5. The training method for the audio generation model according to claim 3, characterized in that, The step of calculating attention weights for the encoded features using the grouped attention unit to obtain the first feature sequence includes: The grouping attention unit performs vector transformation on the identified text features and / or descriptive text features to obtain the second grouping query matrix, the second grouping key matrix, and the second grouping value matrix. The second grouping query matrix, the second grouping key matrix, and the second grouping value matrix are split to obtain a second subgrouping query matrix, a second subgrouping key matrix, and a second subgrouping value matrix. The second subgrouping query matrix is used as the second query group, and the second subgrouping key matrix and the second subgrouping value matrix are used as the second key-value group. Each second key-value group corresponds to multiple second query groups. The attention weight is calculated through the second query group to obtain the second weight matrix. Based on the second weight matrix, the weights are assigned to the second subgroup value matrices in the second key value group corresponding to the second query group to obtain the weighted second subgroup value matrices. The second subgroup value matrix after weight allocation is concatenated to obtain the first feature sequence corresponding to the recognized text encoding features or the described text encoding features.

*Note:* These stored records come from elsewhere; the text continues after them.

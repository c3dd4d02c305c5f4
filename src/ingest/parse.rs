use crate::model::CommitRecord;
use crate::util::parse_day;
use serde::{Deserialize, Deserializer};

pub const PARENT_SEPARATOR: char = ';';

/// A CSV row exactly as read. Every column is optional so header-only, ragged
/// and partial files still deserialize.
#[derive(Debug, Default, Deserialize)]
#[serde(default)]
pub struct RawRow {
    pub repo_full_name: Option<String>,
    pub sha: Option<String>,
    pub parent_shas: Option<String>,
    pub branch: Option<String>,
    pub person: Option<String>,
    pub author_login: Option<String>,
    pub author_name: Option<String>,
    pub repo_private: Option<String>,
    pub repo_language: Option<String>,
    pub repo_stars: Option<String>,
    pub repo_forks: Option<String>,
    pub commit_day: Option<String>,
    /// `Some("")` for a blank cell, `None` only when the column is missing.
    #[serde(deserialize_with = "present_cell")]
    pub commit_hour: Option<String>,
    pub is_merge: Option<String>,
    pub message_type: Option<String>,
    pub message_argument: Option<String>,
    pub message_message: Option<String>,
    pub nomenclature: Option<String>,
}

/// Literal spellings accepted as `true` for each boolean column.
/// Matching is done on the trimmed value.
#[derive(Debug, Clone, Copy)]
pub struct BoolPolicy {
    pub literals: &'static [&'static str],
    pub ignore_case: bool,
    pub numeric_one: bool,
}

pub const IS_MERGE_POLICY: BoolPolicy = BoolPolicy {
    literals: &["true", "1"],
    ignore_case: true,
    numeric_one: false,
};

pub const NOMENCLATURE_POLICY: BoolPolicy = BoolPolicy {
    literals: &["1"],
    ignore_case: false,
    numeric_one: true,
};

impl BoolPolicy {
    pub fn accepts(&self, raw: Option<&str>) -> bool {
        let Some(value) = raw.map(str::trim) else {
            return false;
        };
        let literal = self.literals.iter().any(|lit| {
            if self.ignore_case {
                lit.eq_ignore_ascii_case(value)
            } else {
                *lit == value
            }
        });
        literal || (self.numeric_one && value.parse::<f64>().is_ok_and(|n| n == 1.0))
    }
}

fn present_cell<'de, D: Deserializer<'de>>(de: D) -> Result<Option<String>, D::Error> {
    String::deserialize(de).map(Some)
}

fn text(raw: Option<String>) -> Option<String> {
    raw.map(|s| s.trim().to_string()).filter(|s| !s.is_empty())
}

/// Integers with a tolerance for `"7.0"` style floats; anything else is absent.
fn number(raw: Option<&str>) -> Option<i64> {
    let value = raw?.trim();
    if value.is_empty() {
        return None;
    }
    value.parse::<i64>().ok().or_else(|| {
        value
            .parse::<f64>()
            .ok()
            .filter(|n| n.is_finite() && n.fract() == 0.0)
            .map(|n| n as i64)
    })
}

/// Hour of day: a blank cell reads as hour 0; unparseable text or a missing
/// column is absent.
fn hour(raw: Option<&str>) -> Option<i64> {
    match raw.map(str::trim) {
        Some("") => Some(0),
        other => number(other),
    }
}

pub fn split_parents(raw: Option<&str>) -> Vec<String> {
    raw.unwrap_or("")
        .split(PARENT_SEPARATOR)
        .map(str::trim)
        .filter(|s| !s.is_empty())
        .map(str::to_string)
        .collect()
}

/// Turns a raw row into a typed record. Never fails: malformed optional
/// fields become absent values.
pub fn parse_row(raw: RawRow) -> CommitRecord {
    let commit_hour = hour(raw.commit_hour.as_deref());
    let repo_stars = number(raw.repo_stars.as_deref());
    let repo_forks = number(raw.repo_forks.as_deref());
    let parent_shas = split_parents(raw.parent_shas.as_deref());
    let is_merge = IS_MERGE_POLICY.accepts(raw.is_merge.as_deref());
    let nomenclature = NOMENCLATURE_POLICY.accepts(raw.nomenclature.as_deref());

    let commit_day = text(raw.commit_day);
    let commit_date = commit_day.as_deref().and_then(parse_day);

    CommitRecord {
        repo_full_name: text(raw.repo_full_name),
        sha: text(raw.sha).unwrap_or_default(),
        parent_shas,
        branch: text(raw.branch),
        person: text(raw.person),
        author_login: text(raw.author_login),
        author_name: text(raw.author_name),
        repo_private: text(raw.repo_private),
        repo_language: text(raw.repo_language),
        repo_stars,
        repo_forks,
        commit_day,
        commit_date,
        commit_hour,
        is_merge,
        message_type: text(raw.message_type),
        message_argument: text(raw.message_argument),
        message_message: text(raw.message_message),
        nomenclature,
    }
}

#[cfg(test)]
mod tests {
    use super::*;
    use pretty_assertions::assert_eq;

    #[test]
    fn is_merge_accepts_true_in_any_case_and_one() {
        for v in ["true", "TRUE", "True", "1", " true "] {
            assert!(IS_MERGE_POLICY.accepts(Some(v)), "{v}");
        }
        for v in ["false", "0", "yes", "", "1.0"] {
            assert!(!IS_MERGE_POLICY.accepts(Some(v)), "{v}");
        }
        assert!(!IS_MERGE_POLICY.accepts(None));
    }

    #[test]
    fn nomenclature_accepts_one_as_text_or_number() {
        assert!(NOMENCLATURE_POLICY.accepts(Some("1")));
        assert!(NOMENCLATURE_POLICY.accepts(Some("1.0")));
        assert!(!NOMENCLATURE_POLICY.accepts(Some("true")));
        assert!(!NOMENCLATURE_POLICY.accepts(Some("0")));
    }

    #[test]
    fn parents_are_split_and_trimmed() {
        assert_eq!(split_parents(Some("a; b;;c ")), vec!["a", "b", "c"]);
        assert!(split_parents(Some("")).is_empty());
        assert!(split_parents(None).is_empty());
    }

    #[test]
    fn malformed_numbers_become_absent() {
        let row = parse_row(RawRow {
            commit_hour: Some("noon".into()),
            repo_stars: Some("12".into()),
            repo_forks: Some("3.0".into()),
            commit_day: Some("not-a-day".into()),
            ..Default::default()
        });
        assert_eq!(row.commit_hour, None);
        assert_eq!(row.repo_stars, Some(12));
        assert_eq!(row.repo_forks, Some(3));
        assert_eq!(row.commit_day.as_deref(), Some("not-a-day"));
        assert_eq!(row.commit_date, None);
    }

    #[test]
    fn blank_hour_reads_as_midnight() {
        assert_eq!(hour(Some("")), Some(0));
        assert_eq!(hour(Some("  ")), Some(0));
        assert_eq!(hour(Some("14")), Some(14));
        assert_eq!(hour(Some("noon")), None);
        assert_eq!(hour(None), None);
    }

    #[test]
    fn blank_text_is_absent() {
        let row = parse_row(RawRow {
            repo_language: Some("   ".into()),
            sha: Some(" abc ".into()),
            ..Default::default()
        });
        assert_eq!(row.repo_language, None);
        assert_eq!(row.sha, "abc");
    }
}
use ratatui::layout::{Constraint, Direction, Layout, Rect};
use ratatui::style::{Color, Modifier, Style};
use ratatui::text::{Line, Span};
use ratatui::widgets::{Bar, BarChart, BarGroup, Block, Borders, Paragraph};
use ratatui::Frame;

use super::super::{
    draw::person_color,
    state::{RightView, TuiState},
};
use crate::graph::{lane_prefixes, ProjectGraph};
use crate::people::PersonView;
use crate::series::weekday_series;
use crate::util::{truncate, WEEKDAYS};

/// Either the per-project commit graph or the weekday bars, per the `v` toggle.
pub fn draw_activity_view(
    f: &mut Frame,
    area: Rect,
    views: &[PersonView],
    graphs: &[ProjectGraph],
    state: &TuiState,
) {
    match state.right_view {
        RightView::GitGraph => draw_graph(f, area, views, graphs, state),
        RightView::WeekdayBars => draw_weekdays(f, area, views, state),
    }
}

fn draw_graph(
    f: &mut Frame,
    area: Rect,
    views: &[PersonView],
    graphs: &[ProjectGraph],
    state: &TuiState,
) {
    let Some(pg) = graphs.get(state.project_selected.min(graphs.len().saturating_sub(1))) else {
        let empty = Paragraph::new("No repositories loaded.")
            .block(Block::default().title("Git graph").borders(Borders::ALL));
        f.render_widget(empty, area);
        return;
    };

    let chunks = Layout::default()
        .direction(Direction::Vertical)
        .constraints([Constraint::Length(3), Constraint::Min(0)])
        .split(area);

    let header = Paragraph::new(Line::from(vec![
        Span::styled(
            format!("{} ", pg.project),
            Style::default().fg(Color::Yellow).add_modifier(Modifier::BOLD),
        ),
        Span::styled(
            format!(
                "({}/{}) {} commits · {} lanes · '['/']' switch repo, 'v' weekday bars",
                state.project_selected.min(graphs.len() - 1) + 1,
                graphs.len(),
                pg.graph.nodes.len(),
                pg.graph.lane_count
            ),
            Style::default().fg(Color::Gray),
        ),
    ]))
    .block(Block::default().borders(Borders::ALL));
    f.render_widget(header, chunks[0]);

    let author_color = |author: Option<&str>| {
        let name = author.unwrap_or("Unknown");
        views
            .iter()
            .find(|v| v.person.name == name)
            .map(|v| person_color(&v.person.color))
            .unwrap_or(Color::Gray)
    };

    let prefixes = lane_prefixes(&pg.graph);
    let lines: Vec<Line> = prefixes
        .into_iter()
        .zip(&pg.graph.nodes)
        .skip(state.graph_scroll)
        .map(|(prefix, node)| {
            let color = author_color(node.author.as_deref());
            let short: String = node.sha.chars().take(8).collect();
            Line::from(vec![
                Span::styled(prefix, Style::default().fg(Color::DarkGray)),
                Span::styled(short, Style::default().fg(color).add_modifier(Modifier::BOLD)),
                Span::raw(" "),
                Span::styled(
                    node.day.clone().unwrap_or_default(),
                    Style::default().fg(Color::Gray),
                ),
                Span::raw(" "),
                Span::styled(
                    node.author.clone().unwrap_or_else(|| "Unknown".to_string()),
                    Style::default().fg(color),
                ),
                Span::raw(" "),
                Span::raw(truncate(node.subject.as_deref().unwrap_or(""), 50)),
            ])
        })
        .collect();

    f.render_widget(
        Paragraph::new(lines).block(Block::default().title("Git graph").borders(Borders::ALL)),
        chunks[1],
    );
}

fn draw_weekdays(f: &mut Frame, area: Rect, views: &[PersonView], state: &TuiState) {
    let visible: Vec<&PersonView> = state
        .filtered_indices
        .iter()
        .filter_map(|&i| views.get(i))
        .collect();
    let totals = weekday_series(&visible);

    let block = Block::default()
        .title("Commits by weekday (by person) | 'v' git graph")
        .borders(Borders::ALL);
    if totals.iter().all(|t| t.totals.iter().all(|&v| v == 0)) {
        f.render_widget(Paragraph::new("No data loaded.").block(block), area);
        return;
    }

    let bars: Vec<Vec<Bar>> = (0..WEEKDAYS.len())
        .map(|day| {
            totals
                .iter()
                .map(|t| {
                    Bar::default()
                        .value(t.totals[day])
                        .style(Style::default().fg(person_color(&t.person.color)))
                })
                .collect()
        })
        .collect();

    let mut chart = BarChart::default()
        .block(block)
        .bar_width(3)
        .bar_gap(0)
        .group_gap(2);
    for (day, group) in WEEKDAYS.iter().zip(&bars) {
        chart = chart.data(BarGroup::default().label(Line::from(*day)).bars(group));
    }
    f.render_widget(chart, area);
}
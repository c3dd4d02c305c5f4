use crate::aggregate::{to_cumulative, weekday_totals};
use crate::cli::CommonArgs;
use crate::dataset::Dataset;
use crate::model::{PersonSeries, PersonWeekdays, SeriesOutput, WeekdayOutput, SCHEMA_VERSION};
use crate::people::PersonView;
use crate::util::WEEKDAYS;
use chrono::Utc;
use console::style;

pub fn exec(
    common: CommonArgs,
    json: bool,
    ndjson: bool,
    per_day: bool,
    weekday: bool,
) -> anyhow::Result<()> {
    let dataset = Dataset::open(&common, !(json || ndjson))?;
    let views = dataset.filtered_views(common.person.as_deref());
    let source = dataset.source_label();

    if weekday {
        let totals = weekday_series(&views);
        if json {
            let output = WeekdayOutput {
                version: SCHEMA_VERSION,
                generated_at: Utc::now(),
                source,
                people: totals,
            };
            println!("{}", serde_json::to_string_pretty(&output)?);
        } else if ndjson {
            for t in &totals {
                println!("{}", serde_json::to_string(t)?);
            }
        } else {
            output_weekdays(&totals);
        }
        return Ok(());
    }

    let cumulative = !per_day;
    let series = person_series(&views, cumulative);
    if json {
        let output = SeriesOutput {
            version: SCHEMA_VERSION,
            generated_at: Utc::now(),
            source,
            cumulative,
            people: series,
        };
        println!("{}", serde_json::to_string_pretty(&output)?);
    } else if ndjson {
        for s in &series {
            println!("{}", serde_json::to_string(s)?);
        }
    } else {
        output_series(&series);
    }
    Ok(())
}

/// Per-person series for the timeline. The cumulative variant is always
/// derived afresh from the per-day series held by the view.
pub fn person_series(views: &[&PersonView], cumulative: bool) -> Vec<PersonSeries> {
    views
        .iter()
        .map(|v| PersonSeries {
            person: v.person.clone(),
            cumulative,
            series: if cumulative {
                to_cumulative(&v.per_day)
            } else {
                v.per_day.clone()
            },
        })
        .collect()
}

pub fn weekday_series(views: &[&PersonView]) -> Vec<PersonWeekdays> {
    views
        .iter()
        .map(|v| PersonWeekdays {
            person: v.person.clone(),
            totals: weekday_totals(&v.per_day),
        })
        .collect()
}

fn output_series(series: &[PersonSeries]) {
    if series.iter().all(|s| s.series.is_empty()) {
        println!("No data to display");
        return;
    }
    let title = if series.first().is_some_and(|s| s.cumulative) {
        "Number of commits (cumulative)"
    } else {
        "Number of commits (per day)"
    };
    println!("{}", style(title).bold());
    println!("{}", "─".repeat(50));
    for s in series {
        println!("{}", style(&s.person.name).bold());
        for point in &s.series {
            println!("  {} {:>6}", style(&point.day).dim(), point.count);
        }
    }
}

fn output_weekdays(totals: &[PersonWeekdays]) {
    if totals.is_empty() {
        println!("No data to display");
        return;
    }
    println!("{}", style("Commits by weekday (by person)").bold());
    print!("{:<20}", "");
    for day in WEEKDAYS {
        print!("{day:>6}");
    }
    println!();
    for t in totals {
        print!("{:<20}", crate::util::truncate(&t.person.name, 20));
        for v in t.totals {
            print!("{v:>6}");
        }
        println!();
    }
}

#[cfg(test)]
mod tests {
    use super::*;
    use crate::model::CommitRecord;
    use crate::people::build_views;
    use crate::util::parse_day;
    use pretty_assertions::assert_eq;

    fn row(day: &str) -> CommitRecord {
        CommitRecord {
            author_name: Some("ann".into()),
            commit_day: Some(day.into()),
            commit_date: parse_day(day),
            ..Default::default()
        }
    }

    #[test]
    fn toggling_cumulative_never_double_accumulates() {
        let views = build_views(&[
            row("2024-01-01"),
            row("2024-01-01"),
            row("2024-01-01"),
            row("2024-01-02"),
            row("2024-01-02"),
        ]);
        let refs: Vec<&PersonView> = views.iter().collect();

        let on = person_series(&refs, true);
        let off = person_series(&refs, false);
        let on_again = person_series(&refs, true);

        let counts = |s: &[PersonSeries]| s[0].series.iter().map(|p| p.count).collect::<Vec<_>>();
        assert_eq!(counts(&on), vec![3, 5]);
        assert_eq!(counts(&off), vec![3, 2]);
        assert_eq!(counts(&on_again), vec![3, 5]);
    }

    #[test]
    fn weekday_totals_per_person() {
        let views = build_views(&[row("2024-01-01"), row("2024-01-08"), row("2024-01-07")]);
        let refs: Vec<&PersonView> = views.iter().collect();
        let totals = weekday_series(&refs);
        assert_eq!(totals[0].totals, [2, 0, 0, 0, 0, 0, 1]);
    }
}
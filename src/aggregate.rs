//! Pure aggregations over commit rows. None of these fail: rows missing the
//! field an aggregation keys on are left out of that aggregation only.

use crate::model::{
    CommitRecord, Count, DayCount, HeatMatrix, NomenclatureTally, UNKNOWN_LANGUAGE, UNKNOWN_REPO,
};
use crate::util::{clamp_hour, key_or, weekday_index};
use std::collections::HashMap;

/// Weekday x hour commit counts. Rows need both a parseable day and an hour.
pub fn heatmap_matrix(rows: &[CommitRecord]) -> HeatMatrix {
    let mut matrix = [[0u32; 24]; 7];
    for row in rows {
        let (Some(date), Some(hour)) = (row.commit_date, row.commit_hour) else {
            continue;
        };
        matrix[weekday_index(&date)][clamp_hour(hour)] += 1;
    }
    matrix
}

/// Counts keys in first-seen order, then sorts descending. The sort is stable,
/// so equal counts keep first-seen order.
fn ranked<'a>(keys: impl Iterator<Item = &'a str>) -> Vec<Count> {
    let mut index: HashMap<&str, usize> = HashMap::new();
    let mut counts: Vec<Count> = Vec::new();
    for key in keys {
        match index.get(key) {
            Some(&i) => counts[i].value += 1,
            None => {
                index.insert(key, counts.len());
                counts.push(Count {
                    key: key.to_string(),
                    value: 1,
                });
            }
        }
    }
    counts.sort_by(|a, b| b.value.cmp(&a.value));
    counts
}

pub fn language_counts(rows: &[CommitRecord]) -> Vec<Count> {
    ranked(
        rows.iter()
            .map(|r| key_or(r.repo_language.as_deref(), UNKNOWN_LANGUAGE)),
    )
}

pub fn project_counts(rows: &[CommitRecord]) -> Vec<Count> {
    ranked(
        rows.iter()
            .map(|r| key_or(r.repo_full_name.as_deref(), UNKNOWN_REPO)),
    )
}

pub fn nomenclature_counts(rows: &[CommitRecord]) -> NomenclatureTally {
    let compliant = rows.iter().filter(|r| r.nomenclature).count() as u32;
    NomenclatureTally {
        compliant,
        non_compliant: rows.len() as u32 - compliant,
    }
}

/// Commits per distinct day, ascending by date.
pub fn commits_per_day(rows: &[CommitRecord]) -> Vec<DayCount> {
    let mut days: HashMap<&str, DayCount> = HashMap::new();
    for row in rows {
        let (Some(day), Some(date)) = (row.commit_day.as_deref(), row.commit_date) else {
            continue;
        };
        days.entry(day)
            .or_insert_with(|| DayCount {
                day: day.to_string(),
                date,
                count: 0,
            })
            .count += 1;
    }

    let mut series: Vec<DayCount> = days.into_values().collect();
    series.sort_by(|a, b| a.date.cmp(&b.date).then_with(|| a.day.cmp(&b.day)));
    series
}

/// Running totals of a per-day series, ascending by date.
///
/// Takes the non-cumulative series by reference and returns a new one; apply
/// it once per render to the per-day source, never to its own output.
pub fn to_cumulative(series: &[DayCount]) -> Vec<DayCount> {
    let mut sorted = series.to_vec();
    sorted.sort_by(|a, b| a.date.cmp(&b.date));

    let mut sum = 0u64;
    for point in &mut sorted {
        sum += point.count;
        point.count = sum;
    }
    sorted
}

/// Sums a per-day series by weekday (Monday first).
pub fn weekday_totals(series: &[DayCount]) -> [u64; 7] {
    let mut totals = [0u64; 7];
    for point in series {
        totals[weekday_index(&point.date)] += point.count;
    }
    totals
}

/// Union of projects across several rankings, in first-seen order, with one
/// count column per ranking (zero where a ranking lacks the project).
pub fn project_matrix(rankings: &[&[Count]]) -> Vec<(String, Vec<u32>)> {
    let mut table: Vec<(String, Vec<u32>)> = Vec::new();
    let mut index: HashMap<&str, usize> = HashMap::new();

    for (col, ranking) in rankings.iter().enumerate() {
        for count in ranking.iter() {
            let row = *index.entry(count.key.as_str()).or_insert_with(|| {
                table.push((count.key.clone(), vec![0; rankings.len()]));
                table.len() - 1
            });
            table[row].1[col] = count.value;
        }
    }
    table
}

pub fn max_cell(matrix: &HeatMatrix) -> u32 {
    matrix.iter().flatten().copied().max().unwrap_or(0)
}

#[cfg(test)]
mod tests {
    use super::*;
    use crate::util::parse_day;
    use pretty_assertions::assert_eq;

    fn row(day: Option<&str>, hour: Option<i64>) -> CommitRecord {
        CommitRecord {
            commit_day: day.map(str::to_string),
            commit_date: day.and_then(parse_day),
            commit_hour: hour,
            ..Default::default()
        }
    }

    fn with_lang(lang: Option<&str>) -> CommitRecord {
        CommitRecord {
            repo_language: lang.map(str::to_string),
            ..Default::default()
        }
    }

    fn day(day: &str, count: u64) -> DayCount {
        DayCount {
            day: day.to_string(),
            date: parse_day(day).unwrap(),
            count,
        }
    }

    #[test]
    fn heatmap_counts_rows_with_day_and_hour() {
        let rows = vec![
            row(Some("2024-01-01"), Some(9)),
            row(Some("2024-01-01"), Some(9)),
            row(Some("2024-01-07"), Some(23)),
            row(None, Some(3)),
            row(Some("2024-01-02"), None),
            row(Some("garbage"), Some(4)),
        ];
        let m = heatmap_matrix(&rows);
        assert_eq!(m.len(), 7);
        assert!(m.iter().all(|r| r.len() == 24));
        assert_eq!(m[0][9], 2);
        assert_eq!(m[6][23], 1);
        assert_eq!(m.iter().flatten().sum::<u32>(), 3);
    }

    #[test]
    fn heatmap_clamps_out_of_range_hours() {
        let rows = vec![row(Some("2024-01-03"), Some(-5)), row(Some("2024-01-03"), Some(30))];
        let m = heatmap_matrix(&rows);
        assert_eq!(m[2][0], 1);
        assert_eq!(m[2][23], 1);
    }

    #[test]
    fn empty_input_gives_zero_matrix() {
        let m = heatmap_matrix(&[]);
        assert_eq!(max_cell(&m), 0);
    }

    #[test]
    fn languages_rank_descending_with_unknown_bucket() {
        let rows = vec![
            with_lang(Some("Python")),
            with_lang(Some(" Rust ")),
            with_lang(Some("Rust")),
            with_lang(None),
            with_lang(Some("  ")),
            with_lang(Some("Go")),
        ];
        let counts = language_counts(&rows);
        assert_eq!(
            counts,
            vec![
                Count { key: "Rust".into(), value: 2 },
                Count { key: "Unknown".into(), value: 2 },
                Count { key: "Python".into(), value: 1 },
                Count { key: "Go".into(), value: 1 },
            ]
        );
        assert!(counts.windows(2).all(|w| w[0].value >= w[1].value));
        assert_eq!(counts.iter().map(|c| c.value as usize).sum::<usize>(), rows.len());
    }

    #[test]
    fn projects_default_to_unknown_repo() {
        let rows = vec![
            CommitRecord {
                repo_full_name: Some("acme/a".into()),
                ..Default::default()
            },
            CommitRecord::default(),
            CommitRecord::default(),
        ];
        let counts = project_counts(&rows);
        assert_eq!(counts[0], Count { key: "unknown-repo".into(), value: 2 });
        assert_eq!(counts[1], Count { key: "acme/a".into(), value: 1 });
    }

    #[test]
    fn nomenclature_always_has_two_buckets() {
        let empty = nomenclature_counts(&[]);
        assert_eq!(empty.buckets().len(), 2);
        assert_eq!(empty.total(), 0);

        let rows = vec![
            CommitRecord { nomenclature: true, ..Default::default() },
            CommitRecord::default(),
            CommitRecord { nomenclature: true, ..Default::default() },
        ];
        let tally = nomenclature_counts(&rows);
        assert_eq!(tally, NomenclatureTally { compliant: 2, non_compliant: 1 });
        assert_eq!(tally.total() as usize, rows.len());
        assert_eq!(tally.compliant_pct(), 67);
    }

    #[test]
    fn per_day_series_is_ascending_and_distinct() {
        let rows = vec![
            row(Some("2024-01-03"), None),
            row(Some("2024-01-01"), Some(1)),
            row(Some("2024-01-03"), Some(2)),
            row(None, Some(2)),
        ];
        let series = commits_per_day(&rows);
        assert_eq!(series, vec![day("2024-01-01", 1), day("2024-01-03", 2)]);
        assert!(series.windows(2).all(|w| w[0].date < w[1].date));
    }

    #[test]
    fn cumulative_sums_from_the_start() {
        let series = vec![day("2024-01-02", 2), day("2024-01-01", 3)];
        let cumulative = to_cumulative(&series);
        assert_eq!(cumulative, vec![day("2024-01-01", 3), day("2024-01-02", 5)]);
        // the source is left untouched, so recomputing from it is stable
        assert_eq!(to_cumulative(&series), cumulative);
    }

    #[test]
    fn weekday_totals_sum_counts() {
        let series = vec![day("2024-01-01", 3), day("2024-01-08", 2), day("2024-01-06", 1)];
        assert_eq!(weekday_totals(&series), [5, 0, 0, 0, 0, 1, 0]);
    }

    #[test]
    fn project_matrix_unions_in_first_seen_order() {
        let a = vec![Count { key: "x".into(), value: 4 }, Count { key: "y".into(), value: 1 }];
        let b = vec![Count { key: "z".into(), value: 2 }, Count { key: "x".into(), value: 1 }];
        let m = project_matrix(&[&a, &b]);
        assert_eq!(
            m,
            vec![
                ("x".to_string(), vec![4, 1]),
                ("y".to_string(), vec![1, 0]),
                ("z".to_string(), vec![0, 2]),
            ]
        );
    }
}
pub mod exec;
pub mod lanes;
pub mod output;

pub use exec::{exec, project_graphs};
pub use lanes::{assign_lanes, Edge, EdgeKind, LaneGraph, LaneNode};
pub use output::{lane_prefixes, render_text, GraphOutput, ProjectGraph};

6. The training method for the audio generation model according to claim 5, characterized in that, The step of calculating attention weights on the first feature sequence through the cross-attention unit to obtain the second feature sequence includes: The first feature sequence is converted into a cross-query matrix through the cross-attention unit, and the encoded features are converted into a cross-key matrix and a cross-value matrix. The cross query matrix, the cross key matrix, and the cross value matrix are split to obtain multiple attention heads; wherein each attention head corresponds to a second sub-cross query matrix, a second sub-cross key matrix, and a second sub-cross value matrix. Feature filtering is performed based on the attention head to obtain a masking matrix, and attention weights are calculated based on the masking matrix to obtain a third weight matrix; The second sub-cross value matrix is weighted based on the third weight matrix to obtain the weighted second sub-cross value matrix. The weighted second sub-cross value matrix is then concatenated to obtain the second feature sequence corresponding to the audio coding feature, the recognized text coding feature, or the descriptive text coding feature.
7. The training method for the audio generation model according to claim 1, characterized in that, The method further includes: Acquire audio recordings of conversations between multiple users; the audio recordings include emotion tags. The audio understanding model is used to identify the first-style descriptive text corresponding to the dialogue audio; The dialogue audio is used as the real audio sample in the audio sample, and the first style description text is used as the real audio description text in the audio description text.
8. The training method for the audio generation model according to claim 7, characterized in that, The method further includes: Obtain the dialogue text containing emotion tags, and copy the dialogue audio to obtain the copied audio; Audio is generated based on the dialogue text, the dialogue audio, the copied audio, and the emotion tag to obtain a generated audio sample; The second style description text corresponding to the generated audio sample is identified by the audio understanding model, and the generated audio sample is used as a virtual audio sample in the audio sample, and the second style description text is used as the virtual audio description text in the audio description text.
9. The training method for the audio generation model according to claim 8, characterized in that, The method further includes: The audio description text is classified according to the emotion tags to obtain the first-level audio description text; The primary audio description text is classified according to the emotion sub-tags under the emotion tag to obtain the secondary audio description text; The positive sample set, the first negative sample set, and the second negative sample set are generated based on the emotion tag, the emotion sub-tag, the first-level audio description text, and the second-level audio description text. The positive sample set includes secondary audio description text under the emotion sub-tag of any emotion tag, the first negative sample set includes secondary audio description text under other emotion sub-tags of the any emotion tag, and the second negative sample set includes primary audio description text under other emotion tags.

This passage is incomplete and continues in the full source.